Posti all’incrocio tra oceano Indiano, golfo Persico e la costa orientale africana, gli Emirati sono in una posizione privilegiata che ha permesso loro di aumentare in influenza sia verso l’Africa che nel Mediterraneo. L’idea di MBZ è stata semplice e visionaria: il paese doveva smettere di vivere della sola estrazione di petrolio e gas, per diversificare i propri investimenti e mutarsi in una potenza commerciale e logistica.

Inizialmente ciò è avvenuto grazie a mega progetti portuali che hanno consentito agli Emirati di accrescere la propria presenza e i propri profitti in tre continenti. Successivamente MBZ ha dato un contenuto geopolitico a tale svolta commerciale, utilizzando anche il volet militaire. La marina emiratina non è più soltanto mercantile e la partecipazione alla guerra in Yemen  ha mostrato l’accresciuta potenza della sua aeronautica militare e del suo esercito.

Opere infrastrutturali

Gli unici avversari che riescono a fermare l’espansione degli Emirati in Africa oggi sono i cinesi. L’ultimo progetto è un nuovo porto nel mar Rosso in collaborazione con il Sudan. Secondo Africa Report, gli EAU rappresentano il quarto investitore globale del continente sub sahariano dietro Cina, Europa e Stati Uniti. Dubai è divenuta negli anni un hub regionale di logistica e riesportazione per tutta l’Africa: ad esempio l’oro che vi viene estratto passa da lì per essere raffinato, lavorato e rivenduto.
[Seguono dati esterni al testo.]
//! `aesgcm_encrypt`: varchar in, varbinary envelope out.
//!
//! One random nonce is drawn per block and incremented after every encrypted
//! row. The result column is declared 28 bytes longer than the argument.

use common::protocol::{ColumnSpec, ColumnType, Volatility};
use tracing::debug;

use crate::crypto::{codec, size, NonceSequencer};

use super::block::ArgumentBlock;
use super::error::FunctionError;
use super::null;
use super::setup::{AesGcmFunction, SetupContext};
use super::{first_length, prototype, FunctionFactory, ScalarFunction, ENCRYPT_FUNCTION};

/// An encrypting function instance.
#[derive(Debug)]
pub struct AesGcmEncrypt {
    base: AesGcmFunction,
}

impl AesGcmEncrypt {
    pub fn new(base: AesGcmFunction) -> Self {
        Self { base }
    }
}

impl ScalarFunction for AesGcmEncrypt {
    fn process_block(&mut self, block: &ArgumentBlock) -> Result<Vec<Option<Vec<u8>>>, FunctionError> {
        self.base.check_block_arity(block.column_count())?;

        let ctx = self.base.context();
        let column = self.base.column_name();
        let mut nonces = NonceSequencer::start();
        let mut results = Vec::with_capacity(block.len());
        let mut encrypted = 0usize;

        for row in block.rows() {
            let value = null::map_row(row, |plaintext, ad| {
                let envelope = codec::encrypt(ctx, nonces.current(), plaintext, ad)
                    .map_err(|e| FunctionError::from_codec(e, column, "encryption"))?;
                nonces.advance();
                encrypted += 1;
                Ok(envelope.into_bytes())
            })?;
            results.push(value);
        }

        debug!(
            column,
            rows = block.len(),
            encrypted,
            backend = ?self.base.backend(),
            "block encrypted"
        );
        Ok(results)
    }
}

/// Factory for one `aesgcm_encrypt` overload.
#[derive(Debug, Clone, Copy)]
pub struct EncryptFactory {
    associated_data: Option<ColumnType>,
}

impl EncryptFactory {
    /// Overload taking a varchar value and, optionally, associated data of
    /// the given type.
    pub const fn new(associated_data: Option<ColumnType>) -> Self {
        Self { associated_data }
    }
}

impl FunctionFactory for EncryptFactory {
    fn name(&self) -> &'static str {
        ENCRYPT_FUNCTION
    }

    fn arguments(&self) -> Vec<ColumnType> {
        prototype(ColumnType::Varchar, self.associated_data)
    }

    fn result_type(&self) -> ColumnType {
        ColumnType::Varbinary
    }

    // Every call draws a fresh nonce.
    fn volatility(&self) -> Volatility {
        Volatility::Volatile
    }

    fn return_type(&self, arg_types: &[ColumnSpec]) -> ColumnSpec {
        ColumnSpec::new(
            ENCRYPT_FUNCTION,
            ColumnType::Varbinary,
            size::declared_ciphertext_length(first_length(arg_types)),
        )
    }

    fn create(&self, setup: &SetupContext<'_>) -> Result<Box<dyn ScalarFunction>, FunctionError> {
        Ok(Box::new(AesGcmEncrypt::new(AesGcmFunction::setup(setup)?)))
    }
}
Ciò vale non solo per i paesi africani affacciati sull’oceano indiano ma anche per quelli dell’Africa occidentale. Dal punto di vista della sicurezza il paese gioca un ruolo di stabilizzatore tra il mar Rosso e il Golfo: l’esercito emiratino aveva aperto una base sull’isola di Socotra, posta al crocevia tra i due mari, con accesso allo strategico stretto di Bab el-Mandeb dove transitano tutte le merci che si dirigono verso Suez e il Mediterraneo cioè verso l’Europa.

Somalia, Gibuti, Eritrea e Sudan sono cruciali per le ambizioni degli Emirati nella regione, sia dal punto di vista dei mercati che rappresentano ma soprattutto da quello geopolitico. Da almeno un paio di decenni sono diventati lo snodo per tutto ciò che va e viene dalla Somalia: i più ricchi uomini d’affari somali sono tutti basati a Dubai.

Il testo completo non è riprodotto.